- Director, UPMC Hillman Cancer Center
- Senior Vice President for Oncology Programs, UPMC
- Associate Senior Vice Chancellor for Cancer Research, University of Pittsburgh
- Hillman Professor of Oncology
- Professor of Otolaryngology, of Immunology and of Radiation Oncology, University of Pittsburgh School of Medicine
Robert L. Ferris, M.D., Ph.D., is director of UPMC Hillman Cancer Center, the region’s only National Cancer Institute-designated comprehensive cancer center. He also is UPMC senior vice president for Oncology Programs and associate senior vice chancellor for cancer research with the University of Pittsburgh Schools of the Health Sciences.
Named director of UPMC Hillman in 2017, Ferris has established a reputation for both clinical and research excellence. He will also oversee clinical and research efforts in UPMC international oncology initiatives.
Ferris is a pioneering cancer immunotherapist who develops and implements immunotherapy to stimulate the body’s immune system to eliminate and suppress cancer. He studies how immune cells in the tumor microenvironment can be harnessed to combat cancer and how tumor cells evade the body’s immunologic defenses.
Ferris currently serves on the editorial boards of the Journal of Clinical Oncology, Clinical Cancer Research and Cancer Immunology Research, and as section editor for the Journal for ImmunoTherapy of Cancer.
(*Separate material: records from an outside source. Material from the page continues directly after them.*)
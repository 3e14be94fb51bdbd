//! Transaction hash to block number index.

use std::sync::Arc;

use shared_types::{BlockBody, BlockNumber, Hash};
use tracing::{debug, error};

use crate::domain::codec::{classify, encode_block_number, resolve, RawLookupEntry};
use crate::domain::errors::{StoreOperation, Unrecoverable};
use crate::domain::keys::tx_lookup_key;
use crate::domain::value_objects::{IndexStats, IndexStatsSnapshot};
use crate::ports::outbound::{ChainReader, KeyValueStore};

/// Reads any historical entry format, writes only the current one.
pub struct TransactionIndex<S, C> {
    store: Arc<S>,
    chain: Arc<C>,
    stats: Arc<IndexStats>,
}

impl<S, C> Clone for TransactionIndex<S, C> {
    fn clone(&self) -> Self {
        Self {
            store: Arc::clone(&self.store),
            chain: Arc::clone(&self.chain),
            stats: Arc::clone(&self.stats),
        }
    }
}

impl<S: KeyValueStore, C: ChainReader> TransactionIndex<S, C> {
    pub fn new(store: Arc<S>, chain: Arc<C>) -> Self {
        Self {
            store,
            chain,
            stats: Arc::new(IndexStats::default()),
        }
    }

    pub fn chain(&self) -> &C {
        &self.chain
    }

    pub(crate) fn stats_handle(&self) -> &IndexStats {
        &self.stats
    }

    pub fn stats(&self) -> IndexStatsSnapshot {
        self.stats.snapshot()
    }

    /// Block number recorded for `hash`.
    ///
    /// Absent entries, unknown v4-v5 hashes, store read errors and corrupt v3
    /// records all yield `None`. Only the last is logged.
    pub fn read(&self, hash: &Hash) -> Option<BlockNumber> {
        let data = match self.store.get(&tx_lookup_key(hash)) {
            Ok(Some(data)) => data,
            Ok(None) => return None,
            Err(err) => {
                debug!(hash = %hex::encode(hash), error = %err, "Lookup entry read failed");
                return None;
            }
        };

        match classify(&data) {
            RawLookupEntry::Malformed(err) => {
                self.stats.record_malformed_entry();
                error!(
                    hash = %hex::encode(hash),
                    blob = %hex::encode(&data),
                    error = %err,
                    "Invalid transaction lookup entry protobuf"
                );
                None
            }
            entry => resolve(entry, |block_hash| self.chain.header_number(block_hash)),
        }
    }

    /// Store a raw lookup value for `hash`.
    ///
    /// `number_bytes` is written verbatim. Use [`encode_block_number`] to
    /// produce it.
    pub fn write(&self, hash: &Hash, number_bytes: &[u8]) -> Result<(), Unrecoverable> {
        self.store
            .put(&tx_lookup_key(hash), number_bytes)
            .map_err(|e| Unrecoverable::reported(StoreOperation::WriteTxLookup, e))
    }

    /// Point every hash at block `number`. Stops at the first failure;
    /// entries already written stay written.
    pub fn write_batch_for_block(
        &self,
        number: BlockNumber,
        hashes: &[Hash],
    ) -> Result<(), Unrecoverable> {
        let encoded = encode_block_number(number);
        for hash in hashes {
            self.write(hash, &encoded)?;
        }
        Ok(())
    }

    /// Index every transaction in `body` under block `number`.
    pub fn write_for_block(
        &self,
        number: BlockNumber,
        body: &BlockBody,
    ) -> Result<(), Unrecoverable> {
        self.write_batch_for_block(number, &body.transaction_hashes())
    }

    pub fn delete(&self, hash: &Hash) -> Result<(), Unrecoverable> {
        self.store
            .delete(&tx_lookup_key(hash))
            .map_err(|e| Unrecoverable::reported(StoreOperation::DeleteTxLookup, e))
    }

    pub fn delete_batch(&self, hashes: &[Hash]) -> Result<(), Unrecoverable> {
        hashes.iter().try_for_each(|hash| self.delete(hash))
    }
}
He is editor-in-chief of Oral Oncology.
Ferris has published more than 420 peer-reviewed manuscripts and book chapters and was co-chair of the National Cancer Institute Head and Neck Steering committee for 6 years to facilitate prospective clinical trials. He has led several practice-changing, prospective randomized trials — including those that led to the approval of immunotherapy for head and neck cancer — and tested treatment deintensification for good prognosis HPV+ head and neck cancer after transoral surgery. He is principal investigator of the Hillman Specialized Programs of Research Excellence in head and neck cancer and leads a National Cancer Institute-funded immunotherapy laboratory.
Ferris received his bachelor’s degree with honors and distinction from the University of North Carolina at Chapel Hill and received both his M.D. and Ph.D. in immunology from The Johns Hopkins University School of Medicine. He completed his residency training at The Johns Hopkins Hospital, serving as chief resident in otolaryngology, and received sub-specialty training in head and neck oncologic surgery. He is a member of the American Society for Clinical Investigation and the recipient of numerous research and teaching awards.